SFU Surrey-based project will evaluate the effects of age

Beginning in April, the SFU Surrey campus has become home to an extensive study focused on the process of aging. The Canadian Longitudinal Study on Aging (CLSA), the largest of its kind, has set up collection sites at SFU, UBC, and UVIC, and plans to survey 50,000 individuals across Canada in the span of the next 20 years. Twenty thousand participants from across Canada will be followed by phone interview, while the remaining 30,000 participants are to take part in the project’s comprehensive cohort, which will involve being interviewed and evaluated on site. Fifteen-hundred of these individuals live within 25 kilometers of SFU Surrey, and will be evaluated at the new 1,100 square foot lab there. These participants will undergo complete physiological workups, and have data collected on everything from their nutritional habits to their socio-economic status. The aim of the study is to look at how these aging and health factors interact with each other.

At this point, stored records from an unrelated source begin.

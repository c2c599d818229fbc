use chrono::{DateTime, Utc};
use labelstation_core::IssuanceStatus;
use serde::{Deserialize, Serialize};

/// Device record as reported by the tracking service.
///
/// Unknown fields are ignored; everything but the barcode is optional so
/// older service versions still deserialize.
#[derive(Debug, Clone, PartialEq, Serialize, Deserialize)]
pub struct TrackedDevice {
    pub barcode: String,
    #[serde(default)]
    pub status: Option<IssuanceStatus>,
    #[serde(default, alias = "timestamp")]
    pub scan_timestamp: Option<DateTime<Utc>>,
    #[serde(default)]
    pub station_id: Option<String>,
    #[serde(default)]
    pub scanner_id: Option<String>,
}

/// Answer to "has this barcode been scanned downstream?"
#[derive(Debug, Clone, PartialEq, Serialize, Deserialize)]
pub struct ScanConfirmation {
    pub scanned: bool,
    pub status: Option<IssuanceStatus>,
    pub timestamp: Option<DateTime<Utc>>,
}

impl ScanConfirmation {
    /// No record exists for the barcode.
    pub fn unknown() -> Self {
        Self {
            scanned: false,
            status: None,
            timestamp: None,
        }
    }

    /// Derive the confirmation from a record. A record still in `preready`
    /// has been issued but not scanned.
    pub fn from_device(device: &TrackedDevice) -> Self {
        let scanned = device
            .status
            .as_ref()
            .is_some_and(IssuanceStatus::is_past_preready);

        Self {
            scanned,
            status: device.status.clone(),
            timestamp: device.scan_timestamp,
        }
    }

    /// Scanned and promoted to `ready`; the point where polling stops.
    pub fn is_confirmed(&self) -> bool {
        self.scanned && self.status.as_ref().is_some_and(IssuanceStatus::is_ready)
    }
}

#[cfg(test)]
mod tests {
    use super::*;
    use rstest::rstest;

    fn device(status: Option<&str>) -> TrackedDevice {
        TrackedDevice {
            barcode: "RC-103-000123".into(),
            status: status.map(IssuanceStatus::from),
            scan_timestamp: None,
            station_id: None,
            scanner_id: None,
        }
    }

    #[rstest]
    #[case(Some("preready"), false, false)]
    #[case(Some("ready"), true, true)]
    #[case(Some("shipped"), true, false)]
    #[case(None, false, false)]
    fn test_confirmation_from_status(
        #[case] status: Option<&str>,
        #[case] scanned: bool,
        #[case] confirmed: bool,
    ) {
        let confirmation = ScanConfirmation::from_device(&device(status));
        assert_eq!(confirmation.scanned, scanned);
        assert_eq!(confirmation.is_confirmed(), confirmed);
    }

    #[test]
    fn test_unknown_is_not_scanned() {
        let confirmation = ScanConfirmation::unknown();
        assert!(!confirmation.scanned);
        assert!(confirmation.status.is_none());
    }

    #[test]
    fn test_tracked_device_tolerates_sparse_json() {
        let device: TrackedDevice = serde_json::from_value(serde_json::json!({
            "barcode": "RC-110-000001",
            "status": "ready",
            "timestamp": "2026-01-15T12:00:00Z",
            "firmware": "4.1"
        }))
        .unwrap();

        assert_eq!(device.status, Some(IssuanceStatus::Ready));
        assert!(device.scan_timestamp.is_some());
        assert!(device.station_id.is_none());
    }
}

The CLSA has received funding from various sources, the majority of which comes from the Canadian Institutes of Health Research. The CIHR has provided $25–30 million to put towards the actual data collection, to be used in the first five years of the study. SFU itself has received over $3 million towards the project. The Canadian Foundation for Innovation has provided all the funding for the data management sites, the repositories, and the equipment. Besides these two foundations, each province has some provincial organizations providing additional funding, with B.C.’s coming from the B.C. Knowledge Development Association.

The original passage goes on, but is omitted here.